GlpC gene is responsible for biofilm formation and defense against phagocytes and imparts tolerance to pH and organic solvents in Proteus vulgaris.

Biofilm-forming bacteria are highly resistant to antibiotics, host immune defenses, and other external conditions. The formation of biofilms plays a key role in colonization and infection. To explore the mechanism of biofilm formation, mutant strains of Proteus vulgaris XC 2 were generated by Tn5 random transposon insertion. Only one biofilm defective bacterial species was identified from among 500 mutants. Inactivation of the glpC gene coding an anaerobic glycerol-3-phosphate dehydrogenase subunit C was identified by sequence analysis of the biofilm defective strain. Differences were detected in the growth phenotypes of the wild-type and mutant strains under pH, antibiotic, and organic solvent stress conditions. Furthermore, we observed an increase in the phagocytosis of the biofilm defective strain by the mouse macrophage RAW264.7 cell line compared to the wild-type strain.

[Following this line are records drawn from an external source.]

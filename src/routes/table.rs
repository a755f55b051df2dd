//! Declarative access table for every route the app serves. Each page in the
//! Leptos route tree sits behind `RequireAccess`, which looks its path up here,
//! and the dashboard frame takes its audience from the `/dashboard` entry.

use crate::features::auth::{
    gate::{ADMIN_ONLY, MEMBERS, RoleSet, STAFF},
    role::Role,
};

#[derive(Clone, Copy, Debug, PartialEq, Eq)]
pub enum Access {
    Public,
    /// Only visitors without a token; others are sent home.
    GuestOnly,
    Roles(RoleSet),
}

impl Access {
    /// Whether a visitor with `role` (`None` when signed out or unresolved)
    /// may see the page.
    pub fn permits(self, role: Option<Role>) -> bool {
        match self {
            Access::Public => true,
            Access::GuestOnly => role.is_none(),
            Access::Roles(allowed) => role.is_some_and(|role| allowed.contains(role)),
        }
    }
}

/// Path patterns in match order. Static segments are listed before the
/// `:param` pattern they would otherwise collide with.
pub const ROUTES: &[(&str, Access)] = &[
    ("/", Access::Public),
    ("/contact", Access::Public),
    ("/give-blood", Access::Public),
    ("/request-blood", Access::Public),
    ("/request-blood/add-request", Access::Roles(MEMBERS)),
    ("/request-blood/:id", Access::Public),
    ("/login", Access::GuestOnly),
    ("/register", Access::GuestOnly),
    ("/dashboard", Access::Roles(STAFF)),
    ("/dashboard/users", Access::Roles(STAFF)),
    ("/dashboard/users/add", Access::Roles(STAFF)),
    ("/dashboard/users/details/:id", Access::Roles(STAFF)),
    ("/dashboard/users/:id", Access::Roles(STAFF)),
    ("/dashboard/available-donor", Access::Roles(STAFF)),
    ("/dashboard/request", Access::Roles(STAFF)),
    ("/dashboard/request/add", Access::Roles(STAFF)),
    ("/dashboard/request/:id", Access::Roles(STAFF)),
    ("/dashboard/notifications", Access::Roles(ADMIN_ONLY)),
    ("/dashboard/notifications/:id", Access::Roles(ADMIN_ONLY)),
    ("/dashboard/messages", Access::Roles(ADMIN_ONLY)),
];

/// Matches one pattern against a concrete path. `:name` segments match any
/// single non-empty segment; a trailing slash is ignored.
pub fn matches(pattern: &str, path: &str) -> bool {
    let path = path.split(['?', '#']).next().unwrap_or_default();
    let mut expected = pattern.split('/').filter(|segment| !segment.is_empty());
    let mut actual = path.split('/').filter(|segment| !segment.is_empty());

    loop {
        match (expected.next(), actual.next()) {
            (None, None) => return true,
            (Some(want), Some(got)) if want.starts_with(':') || want == got => {}
            _ => return false,
        }
    }
}

/// Access rule for a concrete path, `None` for unknown paths (404).
pub fn access_for(path: &str) -> Option<Access> {
    ROUTES
        .iter()
        .find(|(pattern, _)| matches(pattern, path))
        .map(|(_, access)| *access)
}

/// Roles admitted by a gated path; `None` for public, guest-only and unknown paths.
pub fn roles_for(path: &str) -> Option<RoleSet> {
    match access_for(path)? {
        Access::Roles(allowed) => Some(allowed),
        Access::Public | Access::GuestOnly => None,
    }
}

#[cfg(test)]
mod tests {
    use super::{Access, ROUTES, access_for, matches, roles_for};
    use crate::{
        features::auth::{
            gate::{ADMIN_ONLY, MEMBERS, STAFF},
            nav::DASHBOARD_LINKS,
            role::Role,
        },
        routes::paths,
    };

    #[test]
    fn patterns_match_whole_paths_only() {
        assert!(matches("/", "/"));
        assert!(matches("/dashboard", "/dashboard/"));
        assert!(matches("/request-blood/:id", "/request-blood/abc123"));
        assert!(matches("/request-blood", "/request-blood?page=2"));
        assert!(!matches("/request-blood/:id", "/request-blood"));
        assert!(!matches("/dashboard", "/dashboard/users"));
        assert!(!matches("/", "/contact"));
    }

    #[test]
    fn public_pages_need_no_role() {
        for path in ["/", "/contact", "/give-blood", "/request-blood", "/request-blood/r1"] {
            assert_eq!(access_for(path), Some(Access::Public), "{path}");
        }
    }

    #[test]
    fn add_request_is_not_mistaken_for_a_request_id() {
        assert_eq!(access_for(paths::ADD_REQUEST), Some(Access::Roles(MEMBERS)));
    }

    #[test]
    fn dashboard_sections_have_expected_audiences() {
        assert_eq!(access_for("/dashboard"), Some(Access::Roles(STAFF)));
        assert_eq!(access_for("/dashboard/users/u1"), Some(Access::Roles(STAFF)));
        assert_eq!(access_for("/dashboard/users/details/u1"), Some(Access::Roles(STAFF)));
        assert_eq!(access_for("/dashboard/request/r1"), Some(Access::Roles(STAFF)));
        assert_eq!(access_for("/dashboard/notifications/n1"), Some(Access::Roles(ADMIN_ONLY)));
        assert_eq!(access_for("/dashboard/messages"), Some(Access::Roles(ADMIN_ONLY)));
    }

    #[test]
    fn unknown_paths_have_no_rule() {
        assert_eq!(access_for("/settings"), None);
        assert_eq!(access_for("/dashboard/users/a/b/c"), None);
    }

    #[test]
    fn guest_pages_reject_signed_in_roles() {
        for path in [paths::LOGIN, paths::REGISTER] {
            let access = access_for(path).expect("known");
            assert!(access.permits(None));
            for role in Role::ALL {
                assert!(!access.permits(Some(role)));
            }
        }
    }

    #[test]
    fn gated_routes_never_admit_unknown_users() {
        for (pattern, access) in ROUTES {
            if let Access::Roles(_) = access {
                assert!(!access.permits(None), "{pattern}");
            }
        }
    }

    #[test]
    fn sidebar_links_share_route_role_sets() {
        for link in DASHBOARD_LINKS {
            assert_eq!(access_for(link.path), Some(Access::Roles(link.roles)), "{}", link.path);
        }
    }

    #[test]
    fn dashboard_pages_are_no_wider_than_the_frame() {
        let frame = roles_for(paths::DASHBOARD).expect("dashboard is gated");
        let nested = ROUTES
            .iter()
            .filter(|(pattern, _)| pattern.starts_with("/dashboard/"));
        for (pattern, _) in nested {
            let allowed = roles_for(pattern).expect("dashboard pages are gated");
            for role in allowed.roles() {
                assert!(frame.contains(*role), "{pattern} admits {role:?}");
            }
        }
    }

    #[test]
    fn only_gated_paths_have_roles() {
        assert_eq!(roles_for(paths::HOME), None);
        assert_eq!(roles_for(paths::LOGIN), None);
        assert_eq!(roles_for("/settings"), None);
        assert_eq!(roles_for(paths::ADD_REQUEST), Some(MEMBERS));
    }

    #[test]
    fn path_builders_resolve_to_known_routes() {
        for path in [
            paths::request_detail("r1"),
            paths::user_edit("u1"),
            paths::user_detail("u1"),
            paths::request_edit("r1"),
            paths::notification_edit("n1"),
        ] {
            assert!(access_for(&path).is_some(), "{path}");
        }
    }
}
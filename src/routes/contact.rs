use crate::{
    app_lib::theme::Theme,
    components::{
        AlertKind, Button, Feedback, FeedbackBanner, PublicLayout, TextArea, TextField,
        forms::{bind, setter},
    },
    features::{
        auth::state::use_api,
        messages::{client, types::ContactForm},
    },
};
use leptos::{ev::SubmitEvent, prelude::*};

#[component]
pub fn ContactPage() -> impl IntoView {
    let api = use_api();
    let form = RwSignal::new(ContactForm::default());
    let (feedback, set_feedback) = signal::<Feedback>(None);

    let send_action = Action::new_local(move |form: &ContactForm| {
        let api = api.clone();
        let form = form.clone();
        async move { client::send_contact(&api, &form).await }
    });

    Effect::new(move |_| {
        if let Some(result) = send_action.value().get() {
            match result {
                Ok(()) => {
                    form.set(ContactForm::default());
                    set_feedback.set(Some((
                        AlertKind::Success,
                        "Thank you! Your message has been sent.".to_string(),
                    )));
                }
                Err(err) => set_feedback.set(Some((AlertKind::Error, err.message().to_string()))),
            }
        }
    });

    let on_submit = move |event: SubmitEvent| {
        event.prevent_default();
        set_feedback.set(None);
        let current = form.get_untracked();
        if let Err(err) = current.validate() {
            set_feedback.set(Some((AlertKind::Error, err.message().to_string())));
            return;
        }
        send_action.dispatch(current);
    };

    view! {
        <PublicLayout>
            <div class="grid gap-10 md:grid-cols-2">
                <div class="space-y-4">
                    <h1 class="text-3xl font-bold text-gray-900 dark:text-white">"Contact us"</h1>
                    <p class="text-gray-500 dark:text-gray-400">
                        "Questions about donating, a request you posted, or your account? Send us a message and the RedLink team will get back to you."
                    </p>
                    <ul class="space-y-2 text-sm text-gray-600 dark:text-gray-300">
                        <li class="flex items-center gap-2">
                            <span class="material-symbols-outlined text-red-700">"mail"</span>
                            "support@redlink.app"
                        </li>
                        <li class="flex items-center gap-2">
                            <span class="material-symbols-outlined text-red-700">"schedule"</span>
                            "Sunday to Thursday, 9:00 to 17:00"
                        </li>
                    </ul>
                </div>
                <form class=format!("space-y-5 {}", Theme::CARD) on:submit=on_submit>
                    <TextField
                        label="Name"
                        id="name"
                        required=true
                        value=bind(form, |f| &f.name)
                        on_input=setter(form, |f| &mut f.name)
                    />
                    <TextField
                        label="Email"
                        id="email"
                        input_type="email"
                        required=true
                        value=bind(form, |f| &f.email)
                        on_input=setter(form, |f| &mut f.email)
                    />
                    <TextField
                        label="Subject"
                        id="subject"
                        required=true
                        value=bind(form, |f| &f.subject)
                        on_input=setter(form, |f| &mut f.subject)
                    />
                    <TextArea
                        label="Message"
                        id="message"
                        required=true
                        value=bind(form, |f| &f.message)
                        on_input=setter(form, |f| &mut f.message)
                    />
                    <Button button_type="submit" disabled=send_action.pending()>
                        "Send message"
                    </Button>
                    <FeedbackBanner feedback=feedback />
                </form>
            </div>
        </PublicLayout>
    }
}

This study shows that the glpC gene plays an important role in biofilm formation, in addition to imparting pH, organic solvent, and antibiotic tolerance, and defense against phagocytosis to Proteus sp. The results further clarified the mechanism of biofilm formation at the genomic level, and indicated the importance of the glpC gene in this process. This data may provide innovative therapeutic measures against P. vulgaris infections; furthermore, as an important crocodile pathogen, this study also has important significance in the protection of Chinese alligators.